A shopper walks past the fruit section of a retail chain in Seoul, Oct. 15. Newsis
Kim Soo-jin, 41, mother of two, said she feels grocery shopping is increasingly becoming stressful for her.
“I find myself worrying about how I’m going to make meals with all [of the] ingredient prices [being] so high,” she said. “A pack of fried chicken used to be 8,000 won ($5.6), now it’s well over 12,000 won. Fruits and vegetables are so expensive now. I spend well over 200,000 won for a week to feed my family."
Park Sang-woo, 33, an office worker, shares a similar sentiment. He lives in a studio apartment in Gangseo District, western Seoul.
“My monthly rent hasn’t changed, but utility fees are higher.

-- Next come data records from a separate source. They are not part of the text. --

//! Cube state model: 27 cubies, each with a position and six sticker slots.
//!
//! Positions use integer coordinates in `0..=2` on every axis:
//! - x grows towards the right face
//! - y grows towards the top face
//! - z grows towards the front face
//!
//! A cubie's sticker slots are named after the face they point at. Slots never
//! appear or disappear; moves only change which color sits in which slot.

use rustc_hash::FxHashMap;
use strum::{EnumIter, IntoEnumIterator};

/// A 3D coordinate identifying one cubie position.
pub type Coord = (i32, i32, i32);

/// Grid dimension per axis.
pub const DIM: usize = 3;

/// Number of cubies in the cube (must equal `DIM^3`).
pub const GRID_SIZE: usize = 27;

/// Bitmask with all 27 cells occupied (lowest 27 bits set).
const ALL_CELLS_FILLED: u32 = (1 << GRID_SIZE) - 1;

/// The hidden core cubie.
pub const CENTER: Coord = (1, 1, 1);

/// Converts (x, y, z) coordinates to a linear cell index.
///
/// Index order is x-major: `idx = x * DIM * DIM + y * DIM + z`.
#[inline(always)]
pub const fn coord_to_idx((x, y, z): Coord) -> usize {
    (x as usize) * DIM * DIM + (y as usize) * DIM + (z as usize)
}

/// Converts a linear cell index to (x, y, z) coordinates.
#[inline(always)]
pub const fn idx_to_coord(cell_index: usize) -> Coord {
    (
        (cell_index / (DIM * DIM)) as i32,
        ((cell_index / DIM) % DIM) as i32,
        (cell_index % DIM) as i32,
    )
}

/// Returns whether every component of `position` lies in `0..=2`.
#[inline]
pub fn in_bounds((x, y, z): Coord) -> bool {
    let range = 0..DIM as i32;
    range.contains(&x) && range.contains(&y) && range.contains(&z)
}

/// Sticker color.
///
/// `Black` is the "no sticker" color carried by slots that face the inside
/// of the cube.
#[derive(Debug, Clone, Copy, PartialEq, Eq, Hash, PartialOrd, Ord)]
pub enum Color {
    Red,
    Orange,
    Blue,
    Green,
    Yellow,
    White,
    Black,
}

impl Color {
    /// Single-letter code used by the text net.
    pub const fn letter(self) -> char {
        match self {
            Color::Red => 'R',
            Color::Orange => 'O',
            Color::Blue => 'B',
            Color::Green => 'G',
            Color::Yellow => 'Y',
            Color::White => 'W',
            Color::Black => '.',
        }
    }

    /// Linear RGB components in `0.0..=1.0`.
    pub const fn rgb(self) -> (f32, f32, f32) {
        match self {
            Color::Red => (0.85, 0.1, 0.1),
            Color::Orange => (1.0, 0.5, 0.0),
            Color::Blue => (0.1, 0.3, 0.9),
            Color::Green => (0.1, 0.75, 0.2),
            Color::Yellow => (1.0, 0.9, 0.1),
            Color::White => (0.95, 0.95, 0.95),
            Color::Black => (0.05, 0.05, 0.05),
        }
    }

    /// Returns whether this is a visible sticker rather than the inner color.
    pub const fn is_sticker(self) -> bool {
        !matches!(self, Color::Black)
    }
}

/// One of the six sticker slots of a cubie, named by the direction it faces.
#[derive(Debug, Clone, Copy, PartialEq, Eq, Hash, PartialOrd, Ord, EnumIter, strum::Display)]
#[strum(serialize_all = "lowercase")]
pub enum Face {
    Front,
    Back,
    Left,
    Right,
    Top,
    Bottom,
}

impl Face {
    /// Color of this face on a freshly created cube.
    pub const fn canonical_color(self) -> Color {
        match self {
            Face::Front => Color::Red,
            Face::Back => Color::Orange,
            Face::Left => Color::Blue,
            Face::Right => Color::Green,
            Face::Top => Color::Yellow,
            Face::Bottom => Color::White,
        }
    }

    /// Returns whether `position` lies on this face's outer layer.
    pub const fn contains(self, (x, y, z): Coord) -> bool {
        match self {
            Face::Front => z == 2,
            Face::Back => z == 0,
            Face::Left => x == 0,
            Face::Right => x == 2,
            Face::Top => y == 2,
            Face::Bottom => y == 0,
        }
    }

    /// Outward unit normal in world coordinates.
    pub const fn normal(self) -> Coord {
        match self {
            Face::Front => (0, 0, 1),
            Face::Back => (0, 0, -1),
            Face::Left => (-1, 0, 0),
            Face::Right => (1, 0, 0),
            Face::Top => (0, 1, 0),
            Face::Bottom => (0, -1, 0),
        }
    }
}

/// Colors of the six sticker slots of one cubie.
#[derive(Debug, Clone, Copy, PartialEq, Eq, Hash, PartialOrd, Ord)]
pub struct Faces {
    pub front: Color,
    pub back: Color,
    pub left: Color,
    pub right: Color,
    pub top: Color,
    pub bottom: Color,
}

impl Faces {
    /// All six slots carry the inner color.
    pub const BLANK: Self = Self {
        front: Color::Black,
        back: Color::Black,
        left: Color::Black,
        right: Color::Black,
        top: Color::Black,
        bottom: Color::Black,
    };

    /// Sticker colors for a cubie at `position` on a freshly created cube.
    ///
    /// Each slot is tested independently: corners and edges lie on several
    /// outer layers at once.
    pub fn initial(position: Coord) -> Self {
        let mut faces = Self::BLANK;
        for face in Face::iter() {
            if face.contains(position) {
                faces.set(face, face.canonical_color());
            }
        }
        faces
    }

    /// Returns the color in `face`'s slot.
    #[inline]
    pub const fn get(&self, face: Face) -> Color {
        match face {
            Face::Front => self.front,
            Face::Back => self.back,
            Face::Left => self.left,
            Face::Right => self.right,
            Face::Top => self.top,
            Face::Bottom => self.bottom,
        }
    }

    /// Overwrites the color in `face`'s slot.
    #[inline]
    pub fn set(&mut self, face: Face, color: Color) {
        let slot = match face {
            Face::Front => &mut self.front,
            Face::Back => &mut self.back,
            Face::Left => &mut self.left,
            Face::Right => &mut self.right,
            Face::Top => &mut self.top,
            Face::Bottom => &mut self.bottom,
        };
        *slot = color;
    }

    /// Iterates over `(slot, color)` pairs in `Face` order.
    pub fn iter(&self) -> impl Iterator<Item = (Face, Color)> + '_ {
        Face::iter().map(move |face| (face, self.get(face)))
    }

    /// Number of slots holding a visible sticker.
    pub fn sticker_count(&self) -> usize {
        self.iter().filter(|(_, color)| color.is_sticker()).count()
    }

    /// Moves colors around the 4-cycle `[a, b, c, d]`.
    ///
    /// The color in `a` moves to `b`, `b` to `c`, `c` to `d` and `d` back to
    /// `a`. The two slots outside the cycle keep their colors.
    pub fn cycled(&self, [a, b, c, d]: [Face; 4]) -> Self {
        let mut out = *self;
        out.set(b, self.get(a));
        out.set(c, self.get(b));
        out.set(d, self.get(c));
        out.set(a, self.get(d));
        out
    }
}

/// One of the 27 unit sub-cubes.
#[derive(Debug, Clone, Copy, PartialEq, Eq, Hash, PartialOrd, Ord)]
pub struct Cubie {
    pub position: Coord,
    pub faces: Faces,
}

impl Cubie {
    /// Creates a cubie at `position` with its initial sticker colors.
    pub fn initial(position: Coord) -> Self {
        Self {
            position,
            faces: Faces::initial(position),
        }
    }

    /// Returns whether this is the hidden core cubie.
    pub fn is_center(&self) -> bool {
        self.position == CENTER
    }
}

/// The authoritative state of all 27 cubies.
///
/// Cubie order carries no meaning; equality compares the cubies as a set.
#[derive(Debug, Clone)]
pub struct CubeState {
    cubies: Vec<Cubie>,
}

impl CubeState {
    /// Creates the solved cube, cubies enumerated in x-major index order.
    pub fn create_initial() -> Self {
        let cubies = (0..GRID_SIZE)
            .map(|cell| Cubie::initial(idx_to_coord(cell)))
            .collect();
        Self { cubies }
    }

    /// Returns all cubies.
    pub fn cubies(&self) -> &[Cubie] {
        &self.cubies
    }

    /// Returns the cubie currently at `position`.
    pub fn get(&self, position: Coord) -> Option<&Cubie> {
        self.cubies.iter().find(|cubie| cubie.position == position)
    }

    /// Returns a new state with some cubies swapped out.
    ///
    /// Each update is `(old_position, new_cubie)`: the cubie found at
    /// `old_position` is replaced by `new_cubie`. Lookups use positions from
    /// `self`, so a whole slice can be rewritten in one call even when the new
    /// positions overlap the old ones. Updates naming a position that is not in
    /// the state are ignored.
    pub fn replace(&self, updates: &[(Coord, Cubie)]) -> Self {
        let updates: FxHashMap<Coord, Cubie> = updates.iter().copied().collect();
        let cubies = self
            .cubies
            .iter()
            .map(|cubie| updates.get(&cubie.position).copied().unwrap_or(*cubie))
            .collect();
        Self { cubies }
    }

    /// Returns whether the positions are exactly `{0,1,2}^3`, each once.
    pub fn is_complete(&self) -> bool {
        if self.cubies.len() != GRID_SIZE {
            return false;
        }
        let mut occupied = 0u32;
        for cubie in &self.cubies {
            if !in_bounds(cubie.position) {
                return false;
            }
            let bit = 1 << coord_to_idx(cubie.position);
            if occupied & bit != 0 {
                return false;
            }
            occupied |= bit;
        }
        occupied == ALL_CELLS_FILLED
    }

    /// Counts every sticker slot's color across all cubies.
    pub fn color_counts(&self) -> FxHashMap<Color, usize> {
        let mut counts = FxHashMap::default();
        for cubie in &self.cubies {
            for (_, color) in cubie.faces.iter() {
                *counts.entry(color).or_insert(0) += 1;
            }
        }
        counts
    }

    /// Cubies sorted by position, for order-insensitive comparison.
    pub fn sorted_cubies(&self) -> Vec<Cubie> {
        let mut cubies = self.cubies.clone();
        cubies.sort();
        cubies
    }
}

impl Default for CubeState {
    fn default() -> Self {
        Self::create_initial()
    }
}

impl PartialEq for CubeState {
    fn eq(&self, other: &Self) -> bool {
        self.sorted_cubies() == other.sorted_cubies()
    }
}

impl Eq for CubeState {}
//! 3x3x3 Twisty Puzzle
//!
//! Turns the faces of a Rubik's cube one quarter turn at a time. Moves can be
//! applied from the command line, which prints the resulting cube as an
//! unfolded net, or interactively in a 3D viewer that animates every turn.

mod visualization;

use std::process::ExitCode;

use clap::{Parser, Subcommand};

use cubist::animation::{CubeController, DEFAULT_STEP};
use cubist::net::format_net;

/// Turns the faces of a 3x3x3 cube and shows the result.
#[derive(Parser)]
#[command(name = "cubist")]
#[command(author, version, about, long_about = None)]
struct Cli {
    /// Rotation added per frame, in radians (PI/200000 <= STEP <= PI/2).
    #[arg(long, global = true, default_value_t = DEFAULT_STEP)]
    step: f32,

    #[command(subcommand)]
    command: Option<Command>,
}

#[derive(Subcommand)]
enum Command {
    /// Apply moves to a solved cube and print the resulting net.
    Apply {
        /// Moves to apply in order, each one of R, L, U, D, F, B.
        moves: Vec<String>,
    },
    /// Turn the cube interactively in a 3D viewer.
    Display,
}

fn main() -> ExitCode {
    env_logger::init();
    let cli = Cli::parse();

    let mut controller = match CubeController::with_step(cli.step) {
        Ok(controller) => controller,
        Err(e) => {
            eprintln!("{e}");
            return ExitCode::FAILURE;
        }
    };

    match cli.command {
        Some(Command::Apply { moves }) => run_apply(&mut controller, &moves),
        Some(Command::Display) | None => {
            println!("Controls: R/L/U/D/F/B turn a face, drag to orbit");
            visualization::display(controller);
            ExitCode::SUCCESS
        }
    }
}

/// Applies each move to completion. Returns the total number of frames.
///
/// Stops at the first unknown move, leaving the moves before it applied.
fn apply_moves(controller: &mut CubeController, moves: &[String]) -> cubist::Result<usize> {
    let mut frames = 0;
    for key in moves {
        controller.rotate(key)?;
        frames += controller.finish();
    }
    Ok(frames)
}

/// Applies moves and prints the resulting net.
fn run_apply(controller: &mut CubeController, moves: &[String]) -> ExitCode {
    match apply_moves(controller, moves) {
        Ok(frames) => {
            log::info!("applied {} moves over {frames} frames", moves.len());
            print!("{}", format_net(controller.current_state()));
            ExitCode::SUCCESS
        }
        Err(e) => {
            eprintln!("{e}");
            ExitCode::FAILURE
        }
    }
}

#[cfg(test)]
mod tests {
    use cubist::cube::CubeState;
    use cubist::CubeError;

    use super::*;

    fn keys(sequence: &str) -> Vec<String> {
        sequence.split_whitespace().map(str::to_owned).collect()
    }

    #[test]
    fn test_move_nets_snapshot() {
        let sequences = ["R", "L", "U", "D", "F", "B", "R U", "F B L D", "R R R R"];

        let mut output = String::new();
        for sequence in sequences {
            let mut controller = CubeController::new();
            apply_moves(&mut controller, &keys(sequence)).unwrap();
            output.push_str(&format!("Moves: {sequence}\n"));
            output.push_str(&format_net(controller.current_state()));
            output.push('\n');
        }

        insta::assert_snapshot!(output);
    }

    #[test]
    fn test_frame_count() {
        let mut controller = CubeController::new();
        assert_eq!(apply_moves(&mut controller, &keys("R U")), Ok(32));

        let mut controller = CubeController::with_step(0.5).unwrap();
        assert_eq!(apply_moves(&mut controller, &keys("R U")), Ok(8));
    }

    #[test]
    fn test_unknown_move_stops_sequence() {
        let mut controller = CubeController::new();
        assert_eq!(
            apply_moves(&mut controller, &keys("R X U")),
            Err(CubeError::InvalidMoveKind("X".to_owned()))
        );

        let mut expected = CubeController::new();
        apply_moves(&mut expected, &keys("R")).unwrap();
        assert_eq!(controller.current_state(), expected.current_state());
        assert_ne!(controller.current_state(), &CubeState::create_initial());
    }
}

Electricity, gas and everything else,” he said. “I remember the monthly management fees I paid to the apartment operator used to be under 150,000 won, but now it is close to 200,000 won. This is something I can’t cut back on. So I have to spend less on other things such as clothing, which seem to be getting more expensive.”

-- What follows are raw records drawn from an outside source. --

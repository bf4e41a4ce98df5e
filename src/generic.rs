use bytes::Bytes;

use crate::{
    codec::Encode,
    error::{Error, Result},
    util::PartialBuffer,
};

const OUTPUT_BUFFER_SIZE: usize = 8 * 1024;

#[derive(Clone, Copy, Debug, PartialEq, Eq)]
enum State {
    Streaming,
    Finished,
}

/// Drives a codec over an owned, append-only output buffer.
///
/// The codec state and the buffer live and die with this value; dropping it
/// releases both. The buffer only ever grows, so the snapshot returned from
/// one call is always a prefix of the snapshot returned from the next.
#[derive(Debug)]
pub(crate) struct Encoder<E> {
    encoder: E,
    output: Vec<u8>,
    state: State,
}

impl<E: Encode> Encoder<E> {
    pub(crate) fn new(encoder: E) -> Self {
        Self {
            encoder,
            output: Vec::new(),
            state: State::Streaming,
        }
    }

    pub(crate) fn compress(&mut self, chunk: &[u8]) -> Result<Bytes> {
        if self.state == State::Finished {
            return Err(Error::Finished);
        }

        let mut input = PartialBuffer::new(chunk);

        while !input.unwritten().is_empty() {
            let mut space = [0u8; OUTPUT_BUFFER_SIZE];
            let mut output = PartialBuffer::new(&mut space[..]);

            self.encoder.encode(&mut input, &mut output)?;
            self.push(output.written())?;
        }

        Ok(self.snapshot())
    }

    pub(crate) fn finish(&mut self) -> Result<Bytes> {
        if self.state == State::Finished {
            return Err(Error::Finished);
        }

        loop {
            let mut space = [0u8; OUTPUT_BUFFER_SIZE];
            let mut output = PartialBuffer::new(&mut space[..]);

            let done = self.encoder.finish(&mut output)?;
            self.push(output.written())?;

            if done {
                break;
            }
        }

        self.state = State::Finished;
        Ok(self.snapshot())
    }

    pub(crate) fn is_finished(&self) -> bool {
        self.state == State::Finished
    }

    fn push(&mut self, bytes: &[u8]) -> Result<()> {
        self.output
            .try_reserve(bytes.len())
            .map_err(|_| Error::Allocation)?;
        self.output.extend_from_slice(bytes);
        Ok(())
    }

    // The whole accumulated stream, not the delta since the last call.
    fn snapshot(&self) -> Bytes {
        Bytes::copy_from_slice(&self.output)
    }
}
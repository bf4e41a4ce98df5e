#![allow(unused)] // Different tests use a different subset of functions

use std::io::Read;

use flate2::bufread::{DeflateDecoder, ZlibDecoder};
use proptest_derive::Arbitrary;

#[derive(Arbitrary, Debug, Clone)]
pub struct InputStream(Vec<Vec<u8>>);

impl InputStream {
    pub fn chunks(&self) -> &[Vec<u8>] {
        &self.0
    }

    pub fn bytes(&self) -> Vec<u8> {
        self.0.iter().flatten().cloned().collect()
    }
}

impl From<Vec<Vec<u8>>> for InputStream {
    fn from(input: Vec<Vec<u8>>) -> InputStream {
        InputStream(input)
    }
}

pub fn zlib_decompress(input: &[u8]) -> Vec<u8> {
    let mut output = vec![];
    ZlibDecoder::new(input).read_to_end(&mut output).unwrap();
    output
}

pub fn deflate_decompress(input: &[u8]) -> Vec<u8> {
    let mut output = vec![];
    DeflateDecoder::new(input).read_to_end(&mut output).unwrap();
    output
}
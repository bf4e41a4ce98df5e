use crate::{
    codec::{Encode, FlateEncoder},
    util::PartialBuffer,
};
use std::io::Result;

use flate2::Compression;

/// Encoder producing a raw DEFLATE stream with no framing around it.
#[derive(Debug)]
pub(crate) struct DeflateEncoder {
    inner: FlateEncoder,
}

impl DeflateEncoder {
    pub(crate) fn new(level: Compression) -> Self {
        Self {
            inner: FlateEncoder::new(level, false),
        }
    }
}

impl Encode for DeflateEncoder {
    fn encode(
        &mut self,
        input: &mut PartialBuffer<impl AsRef<[u8]>>,
        output: &mut PartialBuffer<impl AsRef<[u8]> + AsMut<[u8]>>,
    ) -> Result<()> {
        self.inner.encode(input, output)
    }

    fn finish(
        &mut self,
        output: &mut PartialBuffer<impl AsRef<[u8]> + AsMut<[u8]>>,
    ) -> Result<bool> {
        self.inner.finish(output)
    }
}
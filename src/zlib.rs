use bytes::Bytes;

use crate::{codec::ZlibEncoder, error::Result, generic::Encoder, Level};

/// A streaming zlib compressor.
///
/// Produces a zlib stream: a 2-byte header, DEFLATE compressed blocks and a
/// 4-byte Adler-32 trailer written by [`flush`](Self::flush). The output is
/// standard zlib framing, decodable by any zlib/DEFLATE decompressor.
///
/// The compressor owns its engine state and output buffer exclusively; both
/// are released when the value is dropped. Methods take `&mut self`, so a
/// compressor shared between threads needs external synchronization, and two
/// compressors never affect each other.
#[derive(Debug)]
pub struct ZlibCompressor {
    inner: Encoder<ZlibEncoder>,
}

impl ZlibCompressor {
    /// Creates a compressor producing a zlib stream at the default
    /// compression level.
    pub fn new() -> Self {
        Self::with_quality(Level::Default)
    }

    /// Creates a compressor producing a zlib stream at the given compression
    /// level.
    pub fn with_quality(level: Level) -> Self {
        Self {
            inner: Encoder::new(ZlibEncoder::new(level.into_flate2())),
        }
    }

    /// Feeds `chunk` to the engine and returns a snapshot of the entire
    /// compressed stream produced so far.
    ///
    /// `chunk` may be empty; an empty chunk is a no-op. The engine is free
    /// to buffer input internally, so the snapshot is not required to grow
    /// on every call. The returned bytes are cumulative, not a delta: each
    /// snapshot is a prefix of every later one, and a caller only
    /// interested in fresh output must strip the previously seen prefix
    /// itself.
    ///
    /// # Errors
    ///
    /// [`Error::Finished`](crate::Error::Finished) if [`flush`](Self::flush)
    /// already completed, [`Error::Allocation`](crate::Error::Allocation) if
    /// the output buffer could not grow, or
    /// [`Error::Compression`](crate::Error::Compression) if the engine
    /// reports a fault.
    pub fn compress(&mut self, chunk: &[u8]) -> Result<Bytes> {
        self.inner.compress(chunk)
    }

    /// Finishes the stream and returns the complete compressed output.
    ///
    /// Instructs the engine to emit everything it still buffers plus the
    /// Adler-32 trailer, then returns the whole accumulated stream. Flushing
    /// a stream that never saw input yields a valid empty-payload zlib
    /// stream.
    ///
    /// After a successful flush the compressor is finished: further calls to
    /// [`compress`](Self::compress) or `flush` fail with
    /// [`Error::Finished`](crate::Error::Finished).
    ///
    /// # Errors
    ///
    /// Same classes as [`compress`](Self::compress).
    pub fn flush(&mut self) -> Result<Bytes> {
        self.inner.finish()
    }

    /// Whether the stream has been finished by a successful
    /// [`flush`](Self::flush).
    pub fn is_finished(&self) -> bool {
        self.inner.is_finished()
    }
}

impl Default for ZlibCompressor {
    fn default() -> Self {
        Self::new()
    }
}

They are among many who feel that the cost of living — including housing, food and clothing — has been rising at a pace that outstrips the overall consumer inflation rate over the past five years.
According to a survey by the Korea Economic Research Institute, the cost of essential daily necessities and services — including housing, food and clothing — increased by an average of 4.6 percent annually between 2019 and 2024.
This is 1.8 percentage points higher than the average increase in the overall consumer price index, which stood at 2.8 percent during the same period.
Housing costs rose at the fastest pace, averaging 5.5 percent per year, followed by food costs at 4.6 percent.
Electricity and gas bills, tied closely to energy import prices, rose 7 percent annually, driven by global energy shocks including Russia's invasion of Ukraine.
Food price increases are attributed to rising global agricultural produce prices, higher distribution, logistics and labor costs, as well as supply shortages caused by climate change.
The report said the public’s perception of inflation is far greater than the official inflation statistics.
The gap between the two can seem especially wide for lower-income households, whose spending on daily necessities takes up a large portion of their monthly income, the report added.
“More consumers feel the pinch of inflation because the prices of everything they buy every day rise faster and stay higher,” the report said.
The report said digitizing the clothing industry, for example, can rein in essential living costs by reducing inventory waste.
As for agricultural produce prices, establishing government subsidy systems to offset higher imported food prices can have the same effect, it said. “The government can increase subsidies for grain farmers, for example, to absorb global price shocks."
Replacing fluorescent lighting with LEDs for improved energy efficiency in apartments can lower energy costs, the report added. LED, short for light-emitting diode, is a semiconductor device that emits light when an electric current passes through it.